Kubernetes + Ceph

Source: habrahabr.ru

I needed a better backing storage system for my Kubernetes cluster - I am done with NFS (so many problems). In the end I decided I'll go for a Ceph cluster after being rather impressed by the feature set.

So I got a Luminous Ceph cluster deployed and everything was working (after fighting with the beta external storage features, no more custom Kube Controllers, yay!). Then I tried to actually get a test deployment up, but I kept on seeing the following errors on my nodes:

Logs
libceph: mon0 172.16.0.104:6789 feature set mismatch, my 106b84a842a42 < server's 40106b84a842a42, missing 400000000000000

I originally thought it was due to running Luminous (the ceph provisioner that I was using targeted Jewel) so I created my own image with Luminous binaries. Same message as before, no change from what I could tell. My next idea was the image format was to new (stupid thought in retrospective, shrug). No change on that error message.
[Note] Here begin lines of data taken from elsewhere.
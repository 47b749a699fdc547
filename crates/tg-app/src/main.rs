use std::io::{self, Write};

use anyhow::Result;
use clap::Parser;
use tg_core::Pattern;
use tg_emit::{write_blocks, write_listing};

pub mod cli;

fn main() -> Result<()> {
    // 1. Parser CLI
    let cli = cli::Cli::parse();

    // 2. Initialiser le logging. env_logger écrit sur stderr : stdout ne
    //    porte que les tables.
    env_logger::Builder::new()
        .filter_level(cli.log_level.parse().unwrap_or(log::LevelFilter::Warn))
        .init();

    let stdout = io::stdout();
    let mut out = stdout.lock();

    // 3. Mode liste : catalogue sans émission de tables
    if cli.list {
        return finish(list_catalog(&mut out), &mut out);
    }

    // 4. Résoudre la sélection (nom inconnu : remonte par anyhow)
    let patterns = cli.selection()?;

    // 5. Émettre les blocs dans l'ordre reçu
    finish(emit_tables(&mut out, &patterns), &mut out)
}

/// Écrit les blocs sélectionnés puis vide le tampon de sortie.
///
/// Le flush explicite fait remonter une panne du flux encore masquée par
/// le tampon de `StdoutLock`.
fn emit_tables<W: Write>(out: &mut W, patterns: &[Pattern]) -> io::Result<()> {
    write_blocks(out, patterns)?;
    out.flush()?;
    log::info!("Émission terminée : {} bloc(s)", patterns.len());
    Ok(())
}

/// Liste le catalogue puis vide le tampon de sortie.
fn list_catalog<W: Write>(out: &mut W) -> io::Result<()> {
    write_listing(out)?;
    out.flush()
}

/// Termine l'exécution : code 0 si tout est écrit, sinon `error - {détails}`
/// sur stdout puis code 1. Seule une panne du flux de sortie arrive ici.
fn finish<W: Write>(outcome: io::Result<()>, out: &mut W) -> Result<()> {
    if let Err(err) = outcome {
        // Le flux est peut-être déjà mort : rapport best-effort.
        let _ = writeln!(out, "error - {err}");
        std::process::exit(1);
    }
    Ok(())
}
use thiserror::Error;

/// Errors originating from the pattern catalog.
#[derive(Error, Debug)]
pub enum PatternError {
    /// Requested name matches no catalog entry or alias.
    #[error("Motif de tramage inconnu : {name}")]
    UnknownPattern {
        /// Name as received, unmodified.
        name: String,
    },
}
//! Écriture des blocs accolades de seuils normalisés.

use std::io::{self, Write};

use tg_core::Pattern;
use tg_core::normalize::normalize;

/// Écrit une table de rangs sous forme de bloc accolade.
///
/// Format : `{` seul sur sa ligne, puis chaque ligne de la table indentée
/// de deux espaces, seuils joints par `", "` avec virgule finale, puis `}`.
/// Chaque seuil s'écrit en décimal le plus court qui reste exact, point
/// décimal garanti (`0.0`, jamais `0` ni `-0.0`) : les blocs se collent
/// directement comme littéraux flottants.
///
/// # Errors
/// Retourne l'erreur d'E/S du flux de sortie, seule panne possible ici.
///
/// # Example
/// ```
/// use tg_emit::block::write_block;
///
/// let mut out = Vec::new();
/// write_block(&mut out, &[&[0, 2], &[3, 1]]).unwrap();
/// assert_eq!(out, b"{\n  -0.25, 0.25,\n  0.5, 0.0,\n}\n");
/// ```
pub fn write_block<W: Write>(out: &mut W, rows: &[&[u8]]) -> io::Result<()> {
    let thresholds = normalize(rows);
    writeln!(out, "{{")?;
    for row in &thresholds {
        out.write_all(b"  ")?;
        for (i, value) in row.iter().enumerate() {
            if i > 0 {
                out.write_all(b", ")?;
            }
            write!(out, "{value:?}")?;
        }
        out.write_all(b",\n")?;
    }
    writeln!(out, "}}")?;
    Ok(())
}

/// Écrit les blocs des motifs donnés, dans l'ordre reçu, chaque bloc suivi
/// d'une ligne vide (dernier compris).
///
/// # Errors
/// Retourne l'erreur d'E/S du flux de sortie.
///
/// # Example
/// ```
/// use tg_core::Pattern;
/// use tg_emit::block::write_blocks;
///
/// let mut out = Vec::new();
/// write_blocks(&mut out, &[Pattern::Checker]).unwrap();
/// assert!(out.ends_with(b"}\n\n"));
/// ```
pub fn write_blocks<W: Write>(out: &mut W, patterns: &[Pattern]) -> io::Result<()> {
    for pattern in patterns {
        let (width, height) = pattern.size();
        log::debug!("Émission {pattern} ({width}×{height})");
        write_block(out, pattern.matrix())?;
        writeln!(out)?;
    }
    Ok(())
}

#[cfg(test)]
mod tests {
    use super::*;

    const CHECKER_BLOCK: &str = "{
  -0.25, 0.25,
  0.25, -0.25,
}
";

    const BAYER_2X2_BLOCK: &str = "{
  -0.25, 0.25,
  0.5, 0.0,
}
";

    const BAYER_4X4_BLOCK: &str = "{
  -0.4375, 0.0625, -0.3125, 0.1875,
  0.3125, -0.1875, 0.4375, -0.0625,
  -0.25, 0.25, -0.375, 0.125,
  0.5, 0.0, 0.375, -0.125,
}
";

    const BAYER_8X8_BLOCK: &str = "{
  -0.484375, 0.265625, -0.296875, 0.453125, -0.4375, 0.3125, -0.25, 0.5,
  0.015625, -0.234375, 0.203125, -0.046875, 0.0625, -0.1875, 0.25, 0.0,
  -0.359375, 0.390625, -0.421875, 0.328125, -0.3125, 0.4375, -0.375, 0.375,
  0.140625, -0.109375, 0.078125, -0.171875, 0.1875, -0.0625, 0.125, -0.125,
  -0.453125, 0.296875, -0.265625, 0.484375, -0.46875, 0.28125, -0.28125, 0.46875,
  0.046875, -0.203125, 0.234375, -0.015625, 0.03125, -0.21875, 0.21875, -0.03125,
  -0.328125, 0.421875, -0.390625, 0.359375, -0.34375, 0.40625, -0.40625, 0.34375,
  0.171875, -0.078125, 0.109375, -0.140625, 0.15625, -0.09375, 0.09375, -0.15625,
}
";

    const STIPPLE_H_BLOCK: &str = "{
  -0.375, 0.125, -0.25, 0.25,
  0.375, -0.125, 0.5, 0.0,
}
";

    const STIPPLE_V_BLOCK: &str = "{
  -0.375, 0.125,
  0.375, -0.125,
  -0.25, 0.25,
  0.5, 0.0,
}
";

    const LINE_H_BLOCK: &str = "{
  -0.375, -0.125, -0.25, 0.0,
  0.5, 0.375, 0.5, 0.5,
}
";

    const LINE_V_BLOCK: &str = "{
  -0.375, 0.5,
  -0.125, 0.375,
  -0.25, 0.5,
  0.0, 0.5,
}
";

    fn render(patterns: &[Pattern]) -> String {
        let mut out = Vec::new();
        write_blocks(&mut out, patterns).unwrap();
        String::from_utf8(out).unwrap()
    }

    #[test]
    fn checker_block_matches_reference() {
        let mut out = Vec::new();
        write_block(&mut out, Pattern::Checker.matrix()).unwrap();
        assert_eq!(String::from_utf8(out).unwrap(), CHECKER_BLOCK);
    }

    #[test]
    fn bayer8x8_block_matches_reference() {
        let mut out = Vec::new();
        write_block(&mut out, Pattern::Bayer8x8.matrix()).unwrap();
        assert_eq!(String::from_utf8(out).unwrap(), BAYER_8X8_BLOCK);
    }

    #[test]
    fn full_catalog_output_matches_reference_bytes() {
        let expected = [
            CHECKER_BLOCK,
            BAYER_2X2_BLOCK,
            BAYER_4X4_BLOCK,
            BAYER_8X8_BLOCK,
            STIPPLE_H_BLOCK,
            STIPPLE_V_BLOCK,
            LINE_H_BLOCK,
            LINE_V_BLOCK,
        ]
        .map(|block| format!("{block}\n"))
        .concat();
        assert_eq!(render(&Pattern::ALL), expected);
    }

    #[test]
    fn blocks_are_separated_by_single_blank_line() {
        let text = render(&Pattern::ALL);
        assert_eq!(text.matches("{\n").count(), 8);
        assert!(!text.contains("\n\n\n"));
        assert!(text.ends_with("}\n\n"));
    }

    #[test]
    fn no_negative_zero_in_catalog() {
        let text = render(&Pattern::ALL);
        assert!(!text.contains("-0.0,"));
    }

    #[test]
    fn single_cell_table_prints_exact_half() {
        let mut out = Vec::new();
        write_block(&mut out, &[&[0]]).unwrap();
        assert_eq!(out, b"{\n  0.5,\n}\n");
    }

    #[test]
    fn ragged_rows_print_all_values() {
        let mut out = Vec::new();
        write_block(&mut out, &[&[0, 3], &[1]]).unwrap();
        assert_eq!(out, b"{\n  -0.25, 0.5,\n  0.0,\n}\n");
    }

    #[test]
    fn write_failure_surfaces_as_io_error() {
        struct BrokenSink;

        impl Write for BrokenSink {
            fn write(&mut self, _: &[u8]) -> io::Result<usize> {
                Err(io::Error::new(io::ErrorKind::BrokenPipe, "flux fermé"))
            }

            fn flush(&mut self) -> io::Result<()> {
                Ok(())
            }
        }

        let err = write_block(&mut BrokenSink, Pattern::Checker.matrix()).unwrap_err();
        assert_eq!(err.kind(), io::ErrorKind::BrokenPipe);
    }
}
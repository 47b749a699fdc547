/// Threshold matrices, pattern catalog, and shared types for tramegen.
///
/// This crate contains the ordered-dithering matrix tables, the pattern
/// enum (canonical names, aliases, descriptions) and the normalization
/// of integer ranks into centered thresholds.

pub mod error;
pub mod matrix;
pub mod normalize;
pub mod pattern;

pub use error::PatternError;
pub use pattern::Pattern;
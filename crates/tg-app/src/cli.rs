use clap::Parser;

use tg_core::{Pattern, PatternError};

/// tramegen : tables de seuils pour le tramage ordonné.
#[derive(Parser, Debug)]
#[command(version, about, long_about = None)]
pub struct Cli {
    /// N'émettre que la matrice nommée. Alias acceptés : bayer, bayer4,
    /// checkered, stipple_h, ...
    #[arg(long)]
    pub matrix: Option<String>,

    /// Lister le catalogue (nom, dimensions, description) sans émettre.
    /// Prime sur --matrix.
    #[arg(long, default_value_t = false)]
    pub list: bool,

    /// Niveau de log : error, warn, info, debug, trace.
    #[arg(long, default_value = "warn")]
    pub log_level: String,
}

impl Cli {
    /// Resolve the requested selection against the catalog.
    ///
    /// Without `--matrix`, the whole catalog is returned in emission order.
    ///
    /// # Errors
    /// Returns [`PatternError::UnknownPattern`] when the name matches no
    /// catalog entry or alias.
    pub fn selection(&self) -> Result<Vec<Pattern>, PatternError> {
        match self.matrix.as_deref() {
            Some(name) => Ok(vec![name.parse()?]),
            None => Ok(Pattern::ALL.to_vec()),
        }
    }
}
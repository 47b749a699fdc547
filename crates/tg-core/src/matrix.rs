//! Matrices de tramage ordonné : rangs de seuil entiers par cellule.
//!
//! Chaque table donne l'ordre dans lequel les cellules d'une tuile
//! s'allument quand la luminosité monte. Les rangs sont convertis en
//! seuils centrés par [`crate::normalize::normalize`].

/// Damier 2×2. Deux niveaux seulement, en alternance stricte.
pub const CHECKER: &[&[u8]] = &[&[0, 2], &[2, 0]];

/// Matrice Bayer 2×2 standard, valeurs 0..4.
pub const BAYER_2X2: &[&[u8]] = &[&[0, 2], &[3, 1]];

/// Matrice Bayer 4×4 standard, valeurs 0..16.
pub const BAYER_4X4: &[&[u8]] = &[
    &[0, 8, 2, 10],
    &[12, 4, 14, 6],
    &[3, 11, 1, 9],
    &[15, 7, 13, 5],
];

/// Matrice Bayer 8×8 standard, valeurs 0..64.
pub const BAYER_8X8: &[&[u8]] = &[
    &[0, 48, 12, 60, 3, 51, 15, 63],
    &[32, 16, 44, 28, 35, 19, 47, 31],
    &[8, 56, 4, 52, 11, 59, 7, 55],
    &[40, 24, 36, 20, 43, 27, 39, 23],
    &[2, 50, 14, 62, 1, 49, 13, 61],
    &[34, 18, 46, 30, 33, 17, 45, 29],
    &[10, 58, 6, 54, 9, 57, 5, 53],
    &[42, 26, 38, 22, 41, 25, 37, 21],
];

/// Pointillé horizontal 4×2, valeurs 0..8.
pub const STIPPLE_H: &[&[u8]] = &[&[0, 4, 1, 5], &[6, 2, 7, 3]];

/// Pointillé vertical 2×4, valeurs 0..8.
pub const STIPPLE_V: &[&[u8]] = &[&[0, 4], &[6, 2], &[1, 5], &[7, 3]];

/// Lignes horizontales 4×2. La seconde ligne sature presque entièrement.
pub const LINE_H: &[&[u8]] = &[&[0, 2, 1, 3], &[7, 6, 7, 7]];

/// Lignes verticales 2×4. La seconde colonne sature presque entièrement.
pub const LINE_V: &[&[u8]] = &[&[0, 7], &[2, 6], &[1, 7], &[3, 7]];
//! External <-> storage column name translation.
//!
//! API callers use camelCase field names (`companyHandle`) while the tables use
//! snake_case columns (`company_handle`). Each model declares one static
//! [`ColumnMap`] and passes it into the clause builders; names missing from the
//! map are the same in both conventions.

use crate::error::ModelResult;
use crate::ident::Ident;

/// An immutable external -> storage name table.
#[derive(Debug, Clone, Copy, PartialEq, Eq)]
pub struct ColumnMap {
    pairs: &'static [(&'static str, &'static str)],
}

impl ColumnMap {
    /// Build a map from `(external, storage)` pairs.
    pub const fn new(pairs: &'static [(&'static str, &'static str)]) -> Self {
        Self { pairs }
    }

    /// A map where every name passes through unchanged.
    pub const fn identity() -> Self {
        Self { pairs: &[] }
    }

    /// Storage column for an external field name.
    pub fn storage_name<'a>(&self, external: &'a str) -> &'a str {
        self.pairs
            .iter()
            .find(|(ext, _)| *ext == external)
            .map_or(external, |&(_, storage)| storage)
    }

    /// External field name for a storage column.
    pub fn external_name<'a>(&self, storage: &'a str) -> &'a str {
        self.pairs
            .iter()
            .find(|(_, col)| *col == storage)
            .map_or(storage, |&(external, _)| external)
    }

    /// Render a SELECT/RETURNING list for the given external fields.
    ///
    /// Translated fields are aliased back to their external name, so rows are
    /// always read by external name: `"company_handle" AS "companyHandle"`.
    pub fn select_list(&self, fields: &[&str]) -> ModelResult<String> {
        let mut out = String::new();
        for (i, field) in fields.iter().enumerate() {
            if i > 0 {
                out.push_str(", ");
            }
            let storage = self.storage_name(field);
            out.push_str(&Ident::quoted(storage)?.to_sql());
            if storage != *field {
                out.push_str(" AS ");
                out.push_str(&Ident::quoted(field)?.to_sql());
            }
        }
        Ok(out)
    }
}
Looking deeper into the error message (which I should have done before). This error occurred from a monitor after image construction, but before image mount. The error was complaining that the feature flag 400000000000000 was missing support by my client. This feature turns out to mean basically CRUSH_TUNABLES5 with the following requirements (Google is great at this):

Code
v10.0.2 (jewel) or later
Linux kernel version v4.5 or later (for the file system and RBD kernel clients)

And that's my problem. I'm assuming that Kubernetes is using the kernel module to mount rbd's, but my nodes are running Ubuntu 16.04 with the following kernel:

Code
4.4.0-96-generic #119-Ubuntu SMP Tue Sep 12 14:59:54 UTC 2017 x86_64 x86_64 x86_64 GNU/Linux

This leaves me with 3 options to fix this:

  • Upgrade the kernel (I rather not)
  • Get Kubernetes to not use kernel rbd (not sure where to even start)
  • Update the feature flags to not require flag 400000000000000

Turns out the last one is really easy to do, Ceph really is enterprise ready. Running the following on a node finally got my image to mount within a pod.

Bash
ceph osd crush tunables hammer

Hammer (CRUSH_V4) being the version of CRUSH before Jewel (CRUSH_TUNABLES5).

http://docs.ceph.com/docs/master/rados/operations/crush-map